• **PROBLEM DESCRIPTION**
Determine how many lines of the data include the word "ScrapedProductData", and write only that number.

(Dataset records)

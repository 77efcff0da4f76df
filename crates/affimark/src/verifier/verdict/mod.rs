mod hard_stops;
mod insights;
mod policy;

pub use hard_stops::HardStopFlag;
pub use insights::{Pro, Risk};
pub use policy::{PrimaryAction, VerdictStatus};

use super::domain::{
    CommissionData, ConfidenceLevel, ReputationData, ScoreResult, ScrapedProductData,
};
use serde::{Deserialize, Serialize};

/// Thresholds behind the hard-stop checks.
#[derive(Debug, Clone, PartialEq, Serialize, Deserialize)]
pub struct VerdictConfig {
    pub merchant_rating_floor: f32,
    pub min_evidence_points: u32,
    pub banned_claims: Vec<String>,
}

impl Default for VerdictConfig {
    fn default() -> Self {
        Self {
            merchant_rating_floor: 2.0,
            min_evidence_points: 2,
            banned_claims: [
                "cure for",
                "cures all",
                "miracle",
                "guaranteed weight loss",
                "lose weight fast",
                "fda approved",
                "clinically proven to cure",
                "risk-free",
                "get rich",
                "guaranteed income",
                "no side effects",
                "reverses aging",
            ]
            .into_iter()
            .map(str::to_string)
            .collect(),
        }
    }
}

/// Everything the verdict depends on for one product.
#[derive(Debug, Clone, Copy)]
pub struct VerdictInput<'a> {
    pub score: &'a ScoreResult,
    pub confidence: ConfidenceLevel,
    pub evidence_points: u32,
    pub product: Option<&'a ScrapedProductData>,
    pub reputation: Option<&'a ReputationData>,
    pub commission: Option<&'a CommissionData>,
}

#[derive(Debug, Clone, PartialEq, Serialize, Deserialize)]
pub struct VerdictResult {
    pub status: VerdictStatus,
    pub primary_action: PrimaryAction,
    pub hard_stop_flags: Vec<HardStopFlag>,
    pub top_pros: Vec<Pro>,
    pub top_risks: Vec<Risk>,
    pub key_assumptions: Vec<String>,
}

impl VerdictResult {
    pub fn flag_names(&self) -> Vec<String> {
        self.hard_stop_flags
            .iter()
            .map(|flag| flag.as_str().to_string())
            .collect()
    }
}

/// Stateless engine that turns pillar scores and hard stops into a verdict.
#[derive(Debug, Clone, Default)]
pub struct VerdictEngine {
    config: VerdictConfig,
}

impl VerdictEngine {
    pub fn new(config: VerdictConfig) -> Self {
        Self { config }
    }

    pub fn evaluate(&self, input: &VerdictInput<'_>) -> VerdictResult {
        let flags = hard_stops::detect_hard_stops(input, &self.config);
        let scores = &input.score.scores;
        let status = policy::decide_status(scores, input.confidence, &flags);
        let primary_action = policy::decide_action(status, scores, &flags);

        VerdictResult {
            status,
            primary_action,
            top_pros: insights::top_pros(&input.score.breakdowns),
            top_risks: insights::top_risks(input, &flags),
            key_assumptions: insights::key_assumptions(input),
            hard_stop_flags: flags,
        }
    }
}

• **EXERCISE SOLUTION**
2